— What the task requires —
Going line by line through the entries below, count those that contain "each". Give the number by itself.

□ □ □

use chrono::NaiveDate;
use serde::{Deserialize, Serialize};
use std::collections::BTreeMap;
use std::time::Instant;
use tracing::info;

use super::engine::{simulate_panel, PanelOutput, SimulationInput};
use crate::calendar::{add_months, default_start_month};
use crate::macro_series::{synthesize, MacroSeries, SyntheticMacroInput};
use crate::origination::{generate_loans, OriginationInput};
use crate::population::{generate_borrowers, PopulationInput};
use crate::types::{with_metadata, Borrower, ComputationOutput, Loan, ProductType};
use crate::CeclResult;

/// Months of synthetic history generated ahead of the start month.
const MACRO_LOOKBACK_MONTHS: u32 = 12;

#[derive(Debug, Clone, Serialize, Deserialize)]
pub struct PortfolioInput {
    #[serde(default = "default_borrowers")]
    pub num_borrowers: usize,
    #[serde(default = "default_products")]
    pub products: Vec<ProductType>,
    #[serde(default = "default_months")]
    pub months: usize,
    #[serde(default = "default_start_month")]
    pub start_month: NaiveDate,
    #[serde(default = "default_seed")]
    pub seed: u64,
    /// Synthesized from `seed` when absent.
    #[serde(default)]
    pub macro_series: Option<MacroSeries>,
    #[serde(default)]
    pub unemployment_baseline: Option<f64>,
}

fn default_borrowers() -> usize {
    1000
}

fn default_products() -> Vec<ProductType> {
    ProductType::ALL.to_vec()
}

fn default_months() -> usize {
    12
}

fn default_seed() -> u64 {
    crate::DEFAULT_SEED
}

impl Default for PortfolioInput {
    fn default() -> Self {
        PortfolioInput {
            num_borrowers: default_borrowers(),
            products: default_products(),
            months: default_months(),
            start_month: default_start_month(),
            seed: default_seed(),
            macro_series: None,
            unemployment_baseline: None,
        }
    }
}

#[derive(Debug, Clone, Serialize, Deserialize)]
pub struct PortfolioOutput {
    pub macro_series: MacroSeries,
    pub borrowers: Vec<Borrower>,
    pub loans: BTreeMap<ProductType, Vec<Loan>>,
    pub panels: BTreeMap<ProductType, PanelOutput>,
}

/// Borrowers, one loan per borrower per product, and each product's panel.
///
/// All stages share one base seed; products stay independent through their
/// fixed seed offsets.
pub fn generate_portfolio(input: &PortfolioInput) -> CeclResult<ComputationOutput<PortfolioOutput>> {
    let start = Instant::now();

    let macro_series = match &input.macro_series {
        Some(series) => series.clone(),
        None => {
            let first = input
                .start_month
                .checked_sub_months(chrono::Months::new(MACRO_LOOKBACK_MONTHS))
                .unwrap_or(input.start_month);
            let last = add_months(input.start_month, input.months.saturating_sub(1) as u32)?;
            synthesize(&SyntheticMacroInput {
                start: first,
                end: last,
                seed: input.seed,
            })?
        }
    };

    let borrowers = generate_borrowers(&PopulationInput {
        num_borrowers: input.num_borrowers,
        seed: input.seed,
    })?;

    let mut products = input.products.clone();
    products.sort();
    products.dedup();

    let mut loans = BTreeMap::new();
    let mut panels = BTreeMap::new();
    let mut warnings = Vec::new();
    for product in products {
        let product_loans = generate_loans(&OriginationInput {
            product,
            borrowers: borrowers.clone(),
            seed: input.seed,
        })?;
        let panel = simulate_panel(&SimulationInput {
            product,
            loans: product_loans.clone(),
            macro_series: macro_series.clone(),
            start_month: input.start_month,
            horizon_months: input.months,
            seed: input.seed,
            unemployment_baseline: input.unemployment_baseline,
        })?;
        warnings.extend(panel.warnings.into_iter().map(|w| format!("{product}: {w}")));
        loans.insert(product, product_loans);
        panels.insert(product, panel.result);
    }

    let elapsed = start.elapsed().as_micros() as u64;
    info!(
        borrowers = borrowers.len(),
        products = panels.len(),
        months = input.months,
        elapsed_us = elapsed,
        "generated portfolio"
    );

    let assumptions = serde_json::json!({
        "num_borrowers": input.num_borrowers,
        "products": panels.keys().collect::<Vec<_>>(),
        "months": input.months,
        "start_month": input.start_month,
        "seed": input.seed,
        "macro_supplied": input.macro_series.is_some(),
    });

    Ok(with_metadata(
        "Synthetic borrower population, per-product origination and Markov panel simulation",
        &assumptions,
        warnings,
        elapsed,
        PortfolioOutput {
            macro_series,
            borrowers,
            loans,
            panels,
        },
    ))
}

#[cfg(test)]
mod tests {
    use super::*;

    #[test]
    fn test_portfolio_covers_requested_products() {
        let out = generate_portfolio(&PortfolioInput {
            num_borrowers: 30,
            products: vec![ProductType::Mortgage, ProductType::Card, ProductType::Card],
            months: 4,
            ..PortfolioInput::default()
        })
        .unwrap();
        let p = out.result;
        assert_eq!(p.panels.keys().copied().collect::<Vec<_>>(), vec![
            ProductType::Card,
            ProductType::Mortgage
        ]);
        assert_eq!(p.panels[&ProductType::Card].records.len(), 120);
        assert_eq!(p.loans[&ProductType::Mortgage].len(), 30);
        assert_eq!(p.macro_series.len(), 16);
    }

    #[test]
    fn test_loans_link_back_to_borrowers() {
        let out = generate_portfolio(&PortfolioInput {
            num_borrowers: 10,
            products: vec![ProductType::Auto],
            months: 2,
            ..PortfolioInput::default()
        })
        .unwrap();
        let p = out.result;
        for (loan, borrower) in p.loans[&ProductType::Auto].iter().zip(&p.borrowers) {
            assert_eq!(loan.borrower_id, borrower.borrower_id);
            assert_eq!(loan.underwriting_fico, Some(borrower.fico_baseline));
        }
    }
}
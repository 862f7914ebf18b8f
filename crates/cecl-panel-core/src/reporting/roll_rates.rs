use serde::{Deserialize, Serialize};
use std::collections::BTreeMap;

use crate::types::{DelinquencyState, PerformanceRecord};

const N: usize = DelinquencyState::ALL.len();

/// Observed month-over-month bucket transitions.
///
/// Rows and columns follow `DelinquencyState::ALL`. A row with no
/// observations stays all-zero rather than being normalized.
#[derive(Debug, Clone, PartialEq, Serialize, Deserialize)]
pub struct RollRateMatrix {
    pub states: Vec<DelinquencyState>,
    pub counts: Vec<Vec<u64>>,
    pub rates: Vec<Vec<f64>>,
}

impl RollRateMatrix {
    pub fn rate(&self, from: DelinquencyState, to: DelinquencyState) -> f64 {
        self.rates[from.index()][to.index()]
    }

    pub fn count(&self, from: DelinquencyState, to: DelinquencyState) -> u64 {
        self.counts[from.index()][to.index()]
    }

    /// Transitions observed out of `from`.
    pub fn row_total(&self, from: DelinquencyState) -> u64 {
        self.counts[from.index()].iter().sum()
    }
}

/// Count `(bucket_t, bucket_t+1)` pairs within each loan and row-normalize.
///
/// Rows are ordered by `(loan_id, asof_month)` first, so input order does not
/// matter. A loan's last observed month contributes no transition.
pub fn roll_rate_matrix(panel: &[PerformanceRecord]) -> RollRateMatrix {
    let mut by_loan: BTreeMap<u64, Vec<(chrono::NaiveDate, DelinquencyState)>> = BTreeMap::new();
    for r in panel {
        by_loan
            .entry(r.loan_id)
            .or_default()
            .push((r.asof_month, r.roll_rate_bucket));
    }

    let mut counts = [[0u64; N]; N];
    for path in by_loan.values_mut() {
        path.sort_by_key(|(m, _)| *m);
        for pair in path.windows(2) {
            counts[pair[0].1.index()][pair[1].1.index()] += 1;
        }
    }

    let rates = counts
        .iter()
        .map(|row| {
            let total: u64 = row.iter().sum();
            row.iter()
                .map(|&c| if total > 0 { c as f64 / total as f64 } else { 0.0 })
                .collect()
        })
        .collect();

    RollRateMatrix {
        states: DelinquencyState::ALL.to_vec(),
        counts: counts.iter().map(|r| r.to_vec()).collect(),
        rates,
    }
}

#[cfg(test)]
mod tests {
    use super::*;
    use crate::ecl::monthly::tests::row;
    use DelinquencyState::*;

    fn with_bucket(loan_id: u64, month: u32, bucket: DelinquencyState) -> PerformanceRecord {
        let mut r = row(loan_id, month, 100.0, false, None);
        r.roll_rate_bucket = bucket;
        r
    }

    #[test]
    fn test_rows_normalize_and_ignore_input_order() {
        let panel = vec![
            with_bucket(1, 3, Dpd60),
            with_bucket(2, 1, Current),
            with_bucket(1, 1, Current),
            with_bucket(1, 2, Dpd30),
            with_bucket(2, 2, Current),
        ];
        let m = roll_rate_matrix(&panel);
        assert_eq!(m.row_total(Current), 2);
        assert_eq!(m.rate(Current, Current), 0.5);
        assert_eq!(m.rate(Current, Dpd30), 0.5);
        assert_eq!(m.rate(Dpd30, Dpd60), 1.0);
    }

    #[test]
    fn test_unobserved_rows_stay_zero() {
        let m = roll_rate_matrix(&[with_bucket(1, 1, Current)]);
        assert!(m.rates.iter().flatten().all(|r| *r == 0.0));
        assert_eq!(m.states.len(), 5);
    }
}
pub mod borrowers;

pub use borrowers::{generate_borrowers, PopulationInput};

□ □ □

— Task response —
2